## Dataset
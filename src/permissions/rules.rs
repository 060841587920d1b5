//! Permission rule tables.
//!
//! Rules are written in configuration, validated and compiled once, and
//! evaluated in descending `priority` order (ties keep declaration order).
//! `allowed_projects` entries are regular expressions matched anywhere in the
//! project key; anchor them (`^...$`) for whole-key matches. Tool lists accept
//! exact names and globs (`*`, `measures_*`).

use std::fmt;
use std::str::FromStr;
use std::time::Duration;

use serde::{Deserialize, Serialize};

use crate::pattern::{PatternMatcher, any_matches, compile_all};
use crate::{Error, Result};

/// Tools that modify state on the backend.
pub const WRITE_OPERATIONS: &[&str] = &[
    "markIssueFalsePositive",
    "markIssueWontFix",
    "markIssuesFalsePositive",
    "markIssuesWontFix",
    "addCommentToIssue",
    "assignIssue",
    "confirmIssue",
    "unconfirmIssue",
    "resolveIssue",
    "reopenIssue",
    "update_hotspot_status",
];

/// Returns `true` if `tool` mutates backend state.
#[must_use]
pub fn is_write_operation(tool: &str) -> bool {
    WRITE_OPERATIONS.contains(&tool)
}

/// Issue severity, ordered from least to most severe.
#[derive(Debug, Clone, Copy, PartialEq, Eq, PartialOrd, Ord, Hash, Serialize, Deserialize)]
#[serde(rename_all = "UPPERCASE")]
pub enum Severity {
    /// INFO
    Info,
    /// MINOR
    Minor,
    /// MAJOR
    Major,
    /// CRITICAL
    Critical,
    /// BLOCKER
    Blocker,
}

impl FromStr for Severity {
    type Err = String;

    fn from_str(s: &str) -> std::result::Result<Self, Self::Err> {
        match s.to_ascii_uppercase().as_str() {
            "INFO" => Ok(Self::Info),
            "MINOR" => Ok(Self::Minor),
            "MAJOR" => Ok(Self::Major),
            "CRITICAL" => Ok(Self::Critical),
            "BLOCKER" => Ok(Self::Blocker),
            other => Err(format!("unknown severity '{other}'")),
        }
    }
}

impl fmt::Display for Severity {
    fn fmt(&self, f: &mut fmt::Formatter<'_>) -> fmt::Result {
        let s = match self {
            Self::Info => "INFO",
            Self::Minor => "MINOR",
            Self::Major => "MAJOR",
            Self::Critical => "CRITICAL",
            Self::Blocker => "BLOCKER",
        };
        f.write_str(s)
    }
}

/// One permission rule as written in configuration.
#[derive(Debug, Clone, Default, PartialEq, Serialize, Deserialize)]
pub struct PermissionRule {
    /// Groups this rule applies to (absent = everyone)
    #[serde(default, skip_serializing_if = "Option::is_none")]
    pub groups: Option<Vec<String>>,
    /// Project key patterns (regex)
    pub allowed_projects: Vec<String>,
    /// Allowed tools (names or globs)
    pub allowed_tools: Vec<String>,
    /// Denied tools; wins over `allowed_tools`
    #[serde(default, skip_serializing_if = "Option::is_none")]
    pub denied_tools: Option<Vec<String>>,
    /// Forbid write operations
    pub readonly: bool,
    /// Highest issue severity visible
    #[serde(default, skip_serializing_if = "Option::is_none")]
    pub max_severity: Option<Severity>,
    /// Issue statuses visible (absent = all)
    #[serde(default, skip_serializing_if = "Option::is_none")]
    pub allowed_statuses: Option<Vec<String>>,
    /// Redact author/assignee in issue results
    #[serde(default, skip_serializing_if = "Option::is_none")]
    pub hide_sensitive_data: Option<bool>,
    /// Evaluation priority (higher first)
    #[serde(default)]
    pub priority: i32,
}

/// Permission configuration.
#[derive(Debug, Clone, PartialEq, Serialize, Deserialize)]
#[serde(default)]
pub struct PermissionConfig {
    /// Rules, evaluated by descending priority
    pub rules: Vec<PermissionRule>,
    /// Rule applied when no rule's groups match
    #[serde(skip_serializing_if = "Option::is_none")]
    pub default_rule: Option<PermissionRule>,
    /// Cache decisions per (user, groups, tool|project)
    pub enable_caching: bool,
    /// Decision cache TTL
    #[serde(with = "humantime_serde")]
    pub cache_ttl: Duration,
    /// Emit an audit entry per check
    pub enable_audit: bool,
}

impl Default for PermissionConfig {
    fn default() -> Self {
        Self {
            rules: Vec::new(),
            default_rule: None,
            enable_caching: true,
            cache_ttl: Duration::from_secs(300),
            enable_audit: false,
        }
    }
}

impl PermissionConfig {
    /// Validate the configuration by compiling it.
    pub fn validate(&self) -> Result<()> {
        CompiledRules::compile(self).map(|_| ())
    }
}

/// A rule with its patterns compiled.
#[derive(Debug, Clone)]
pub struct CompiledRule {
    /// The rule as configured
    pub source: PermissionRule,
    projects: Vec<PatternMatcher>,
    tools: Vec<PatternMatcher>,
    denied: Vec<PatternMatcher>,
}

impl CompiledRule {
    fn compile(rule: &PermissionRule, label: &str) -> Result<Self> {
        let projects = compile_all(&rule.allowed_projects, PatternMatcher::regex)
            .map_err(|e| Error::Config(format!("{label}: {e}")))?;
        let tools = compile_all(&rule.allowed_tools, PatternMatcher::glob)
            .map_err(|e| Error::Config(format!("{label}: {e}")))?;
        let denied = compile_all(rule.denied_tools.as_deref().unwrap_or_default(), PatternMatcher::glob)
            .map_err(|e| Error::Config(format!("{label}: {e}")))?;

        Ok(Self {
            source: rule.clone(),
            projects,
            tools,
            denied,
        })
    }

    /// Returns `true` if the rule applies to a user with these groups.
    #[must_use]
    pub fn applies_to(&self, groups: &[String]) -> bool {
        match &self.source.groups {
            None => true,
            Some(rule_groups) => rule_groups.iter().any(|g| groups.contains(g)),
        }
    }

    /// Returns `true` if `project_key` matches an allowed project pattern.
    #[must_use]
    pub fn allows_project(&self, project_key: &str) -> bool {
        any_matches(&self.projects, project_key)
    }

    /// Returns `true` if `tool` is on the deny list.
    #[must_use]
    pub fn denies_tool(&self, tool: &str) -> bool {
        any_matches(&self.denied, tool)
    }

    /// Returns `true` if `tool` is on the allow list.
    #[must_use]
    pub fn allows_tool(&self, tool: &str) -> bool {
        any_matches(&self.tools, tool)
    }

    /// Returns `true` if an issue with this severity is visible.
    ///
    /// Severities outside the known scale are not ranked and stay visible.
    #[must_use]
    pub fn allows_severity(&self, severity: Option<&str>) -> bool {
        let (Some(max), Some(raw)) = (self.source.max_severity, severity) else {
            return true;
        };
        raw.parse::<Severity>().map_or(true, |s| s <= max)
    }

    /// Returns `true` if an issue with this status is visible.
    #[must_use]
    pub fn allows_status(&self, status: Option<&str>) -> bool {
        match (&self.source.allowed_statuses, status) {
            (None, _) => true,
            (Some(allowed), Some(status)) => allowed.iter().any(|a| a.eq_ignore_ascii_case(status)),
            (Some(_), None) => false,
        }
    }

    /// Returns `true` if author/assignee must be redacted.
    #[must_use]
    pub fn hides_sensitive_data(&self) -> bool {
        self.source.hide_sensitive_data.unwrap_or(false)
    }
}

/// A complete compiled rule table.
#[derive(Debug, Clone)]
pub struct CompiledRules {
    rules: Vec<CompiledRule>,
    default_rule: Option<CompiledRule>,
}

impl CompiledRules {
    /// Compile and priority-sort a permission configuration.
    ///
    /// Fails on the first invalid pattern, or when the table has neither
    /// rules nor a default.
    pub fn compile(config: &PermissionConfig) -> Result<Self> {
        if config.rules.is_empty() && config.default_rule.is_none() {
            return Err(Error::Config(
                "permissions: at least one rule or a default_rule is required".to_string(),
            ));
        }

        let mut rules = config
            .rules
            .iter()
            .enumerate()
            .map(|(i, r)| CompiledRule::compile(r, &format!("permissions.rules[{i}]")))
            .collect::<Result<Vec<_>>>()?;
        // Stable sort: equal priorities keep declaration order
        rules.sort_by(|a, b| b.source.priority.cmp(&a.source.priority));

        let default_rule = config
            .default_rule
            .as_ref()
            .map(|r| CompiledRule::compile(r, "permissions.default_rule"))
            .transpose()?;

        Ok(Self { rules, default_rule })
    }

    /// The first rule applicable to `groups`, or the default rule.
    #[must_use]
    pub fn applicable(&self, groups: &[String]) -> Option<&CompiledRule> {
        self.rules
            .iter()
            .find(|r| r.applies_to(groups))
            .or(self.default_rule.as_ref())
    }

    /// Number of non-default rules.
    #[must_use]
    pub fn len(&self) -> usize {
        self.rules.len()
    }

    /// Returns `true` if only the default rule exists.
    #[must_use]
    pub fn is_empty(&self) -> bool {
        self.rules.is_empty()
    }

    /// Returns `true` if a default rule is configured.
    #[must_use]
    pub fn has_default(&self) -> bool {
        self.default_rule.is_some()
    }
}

* * *

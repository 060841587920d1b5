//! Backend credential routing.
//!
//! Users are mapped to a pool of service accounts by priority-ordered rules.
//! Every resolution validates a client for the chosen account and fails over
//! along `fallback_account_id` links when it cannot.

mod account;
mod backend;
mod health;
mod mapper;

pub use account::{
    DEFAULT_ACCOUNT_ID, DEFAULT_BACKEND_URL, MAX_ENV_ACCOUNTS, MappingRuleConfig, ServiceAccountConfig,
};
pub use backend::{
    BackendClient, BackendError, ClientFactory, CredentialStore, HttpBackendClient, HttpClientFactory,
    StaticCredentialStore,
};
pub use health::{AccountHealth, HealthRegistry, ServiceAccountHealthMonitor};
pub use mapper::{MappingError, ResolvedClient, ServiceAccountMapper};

---

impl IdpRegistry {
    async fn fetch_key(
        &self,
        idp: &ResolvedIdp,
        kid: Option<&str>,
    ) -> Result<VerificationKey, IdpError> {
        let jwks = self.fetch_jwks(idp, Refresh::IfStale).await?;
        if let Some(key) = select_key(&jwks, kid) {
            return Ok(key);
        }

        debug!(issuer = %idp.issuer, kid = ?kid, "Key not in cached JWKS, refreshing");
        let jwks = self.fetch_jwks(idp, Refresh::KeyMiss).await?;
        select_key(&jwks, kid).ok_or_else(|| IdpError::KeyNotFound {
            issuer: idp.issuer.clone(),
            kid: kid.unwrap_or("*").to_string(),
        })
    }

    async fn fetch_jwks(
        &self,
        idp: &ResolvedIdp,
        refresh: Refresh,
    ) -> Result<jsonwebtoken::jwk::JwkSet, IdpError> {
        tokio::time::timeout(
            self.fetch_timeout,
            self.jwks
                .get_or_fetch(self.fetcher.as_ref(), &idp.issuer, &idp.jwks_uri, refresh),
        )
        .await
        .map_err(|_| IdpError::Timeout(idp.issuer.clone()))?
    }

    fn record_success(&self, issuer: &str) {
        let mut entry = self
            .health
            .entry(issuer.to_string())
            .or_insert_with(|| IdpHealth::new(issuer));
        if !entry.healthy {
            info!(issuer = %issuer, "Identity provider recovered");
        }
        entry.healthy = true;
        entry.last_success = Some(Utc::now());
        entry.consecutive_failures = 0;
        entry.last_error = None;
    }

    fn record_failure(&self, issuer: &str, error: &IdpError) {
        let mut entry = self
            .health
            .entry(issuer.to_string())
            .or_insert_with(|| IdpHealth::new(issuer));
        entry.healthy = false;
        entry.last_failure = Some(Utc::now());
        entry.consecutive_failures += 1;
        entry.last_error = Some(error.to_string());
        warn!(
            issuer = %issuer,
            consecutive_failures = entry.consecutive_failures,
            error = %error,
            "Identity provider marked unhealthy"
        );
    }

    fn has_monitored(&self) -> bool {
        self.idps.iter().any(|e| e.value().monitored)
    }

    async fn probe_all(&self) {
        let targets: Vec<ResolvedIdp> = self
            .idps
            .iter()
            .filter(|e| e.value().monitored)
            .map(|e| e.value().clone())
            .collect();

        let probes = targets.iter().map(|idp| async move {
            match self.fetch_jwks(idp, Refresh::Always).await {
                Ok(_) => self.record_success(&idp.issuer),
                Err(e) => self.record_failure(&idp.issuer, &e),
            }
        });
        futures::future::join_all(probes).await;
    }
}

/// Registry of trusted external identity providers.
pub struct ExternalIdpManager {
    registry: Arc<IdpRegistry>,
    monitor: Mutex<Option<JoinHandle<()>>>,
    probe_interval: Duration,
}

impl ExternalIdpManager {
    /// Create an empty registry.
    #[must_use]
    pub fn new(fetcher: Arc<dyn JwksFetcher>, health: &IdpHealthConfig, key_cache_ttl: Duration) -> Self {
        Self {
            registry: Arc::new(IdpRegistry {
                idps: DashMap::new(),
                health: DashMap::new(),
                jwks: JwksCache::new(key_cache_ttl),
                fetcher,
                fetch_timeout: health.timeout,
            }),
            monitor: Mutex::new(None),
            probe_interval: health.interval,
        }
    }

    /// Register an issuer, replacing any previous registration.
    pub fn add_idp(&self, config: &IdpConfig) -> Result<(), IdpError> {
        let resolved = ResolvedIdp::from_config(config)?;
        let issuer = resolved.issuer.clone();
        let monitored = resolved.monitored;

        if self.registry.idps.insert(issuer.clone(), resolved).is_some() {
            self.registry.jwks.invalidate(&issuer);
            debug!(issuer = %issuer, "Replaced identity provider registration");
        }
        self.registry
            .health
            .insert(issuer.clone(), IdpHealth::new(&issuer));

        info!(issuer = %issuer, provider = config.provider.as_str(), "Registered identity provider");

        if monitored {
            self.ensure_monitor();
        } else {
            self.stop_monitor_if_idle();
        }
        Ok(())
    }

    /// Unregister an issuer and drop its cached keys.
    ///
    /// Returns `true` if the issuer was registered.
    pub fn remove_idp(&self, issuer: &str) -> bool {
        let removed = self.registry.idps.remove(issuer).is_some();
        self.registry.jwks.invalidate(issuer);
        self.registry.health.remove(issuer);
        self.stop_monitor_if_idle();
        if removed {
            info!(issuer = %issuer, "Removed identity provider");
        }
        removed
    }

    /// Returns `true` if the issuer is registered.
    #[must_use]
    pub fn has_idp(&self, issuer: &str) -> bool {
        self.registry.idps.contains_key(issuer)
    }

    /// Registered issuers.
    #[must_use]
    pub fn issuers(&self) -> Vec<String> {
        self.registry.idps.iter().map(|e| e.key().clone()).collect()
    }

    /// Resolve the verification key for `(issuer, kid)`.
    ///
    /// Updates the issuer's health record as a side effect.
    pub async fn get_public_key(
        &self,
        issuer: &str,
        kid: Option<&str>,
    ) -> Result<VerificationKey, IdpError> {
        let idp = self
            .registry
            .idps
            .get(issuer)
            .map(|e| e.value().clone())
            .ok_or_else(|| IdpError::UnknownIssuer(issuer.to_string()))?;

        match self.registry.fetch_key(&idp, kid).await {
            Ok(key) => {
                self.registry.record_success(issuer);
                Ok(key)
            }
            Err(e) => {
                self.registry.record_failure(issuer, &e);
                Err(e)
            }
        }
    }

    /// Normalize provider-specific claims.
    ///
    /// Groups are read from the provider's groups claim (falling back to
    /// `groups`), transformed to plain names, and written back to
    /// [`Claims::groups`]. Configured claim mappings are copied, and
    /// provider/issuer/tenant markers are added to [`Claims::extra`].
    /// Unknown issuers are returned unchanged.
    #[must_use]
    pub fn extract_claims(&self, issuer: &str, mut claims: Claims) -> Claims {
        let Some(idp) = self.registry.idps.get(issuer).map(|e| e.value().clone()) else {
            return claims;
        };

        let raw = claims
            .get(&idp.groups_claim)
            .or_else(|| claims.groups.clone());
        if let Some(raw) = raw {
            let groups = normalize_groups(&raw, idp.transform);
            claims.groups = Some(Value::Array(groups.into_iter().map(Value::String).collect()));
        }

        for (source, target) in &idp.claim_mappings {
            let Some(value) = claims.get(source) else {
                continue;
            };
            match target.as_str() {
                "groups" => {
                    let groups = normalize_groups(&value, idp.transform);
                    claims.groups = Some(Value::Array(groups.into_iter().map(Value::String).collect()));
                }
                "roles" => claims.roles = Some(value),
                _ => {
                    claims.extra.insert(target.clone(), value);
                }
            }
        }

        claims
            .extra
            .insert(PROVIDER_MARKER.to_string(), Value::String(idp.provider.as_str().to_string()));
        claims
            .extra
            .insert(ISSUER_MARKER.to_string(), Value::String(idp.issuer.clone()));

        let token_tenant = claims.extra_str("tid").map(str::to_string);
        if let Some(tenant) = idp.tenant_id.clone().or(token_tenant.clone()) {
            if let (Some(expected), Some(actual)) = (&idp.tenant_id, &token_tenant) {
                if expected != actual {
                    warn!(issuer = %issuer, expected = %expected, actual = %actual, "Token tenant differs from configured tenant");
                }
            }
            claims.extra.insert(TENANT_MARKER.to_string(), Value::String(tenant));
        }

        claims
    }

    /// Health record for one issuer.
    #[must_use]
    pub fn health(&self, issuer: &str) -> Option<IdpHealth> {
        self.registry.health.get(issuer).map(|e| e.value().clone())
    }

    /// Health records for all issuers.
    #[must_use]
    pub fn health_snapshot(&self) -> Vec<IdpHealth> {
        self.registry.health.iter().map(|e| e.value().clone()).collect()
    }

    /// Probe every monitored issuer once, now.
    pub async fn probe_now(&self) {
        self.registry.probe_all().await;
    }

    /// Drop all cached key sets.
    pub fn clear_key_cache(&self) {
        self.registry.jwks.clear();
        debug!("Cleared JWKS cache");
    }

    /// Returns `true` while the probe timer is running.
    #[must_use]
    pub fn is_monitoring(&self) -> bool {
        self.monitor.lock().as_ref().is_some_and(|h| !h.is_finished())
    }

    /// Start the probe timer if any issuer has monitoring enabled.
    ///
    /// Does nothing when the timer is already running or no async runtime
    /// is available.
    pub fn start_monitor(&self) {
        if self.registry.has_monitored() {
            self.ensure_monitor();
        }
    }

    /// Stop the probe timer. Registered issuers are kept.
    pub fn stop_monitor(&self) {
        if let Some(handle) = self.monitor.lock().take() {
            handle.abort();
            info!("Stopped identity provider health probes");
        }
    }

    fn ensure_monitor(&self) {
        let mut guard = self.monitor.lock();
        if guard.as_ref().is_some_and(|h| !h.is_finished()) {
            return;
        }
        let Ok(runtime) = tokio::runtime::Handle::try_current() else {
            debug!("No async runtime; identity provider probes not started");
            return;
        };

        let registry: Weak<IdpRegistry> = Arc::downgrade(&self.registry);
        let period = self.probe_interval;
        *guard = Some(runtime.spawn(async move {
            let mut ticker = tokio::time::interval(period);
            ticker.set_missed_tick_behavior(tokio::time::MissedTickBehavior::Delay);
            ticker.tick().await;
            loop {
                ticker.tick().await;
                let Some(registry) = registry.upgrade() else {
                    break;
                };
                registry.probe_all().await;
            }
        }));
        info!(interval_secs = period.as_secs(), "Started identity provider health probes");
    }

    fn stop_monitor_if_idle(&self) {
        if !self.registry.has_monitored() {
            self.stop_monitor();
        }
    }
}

## What is being asked
From the records above, print exactly the lines that run from the line with "use std::fmt;" to the line with "pub enum Severity", inclusive.

## Response to this task
use std::fmt;
use std::str::FromStr;
use std::time::Duration;

use serde::{Deserialize, Serialize};

use crate::pattern::{PatternMatcher, any_matches, compile_all};
use crate::{Error, Result};

/// Tools that modify state on the backend.
pub const WRITE_OPERATIONS: &[&str] = &[
    "markIssueFalsePositive",
    "markIssueWontFix",
    "markIssuesFalsePositive",
    "markIssuesWontFix",
    "addCommentToIssue",
    "assignIssue",
    "confirmIssue",
    "unconfirmIssue",
    "resolveIssue",
    "reopenIssue",
    "update_hotspot_status",
];

/// Returns `true` if `tool` mutates backend state.
#[must_use]
pub fn is_write_operation(tool: &str) -> bool {
    WRITE_OPERATIONS.contains(&tool)
}

/// Issue severity, ordered from least to most severe.
#[derive(Debug, Clone, Copy, PartialEq, Eq, PartialOrd, Ord, Hash, Serialize, Deserialize)]
#[serde(rename_all = "UPPERCASE")]
pub enum Severity {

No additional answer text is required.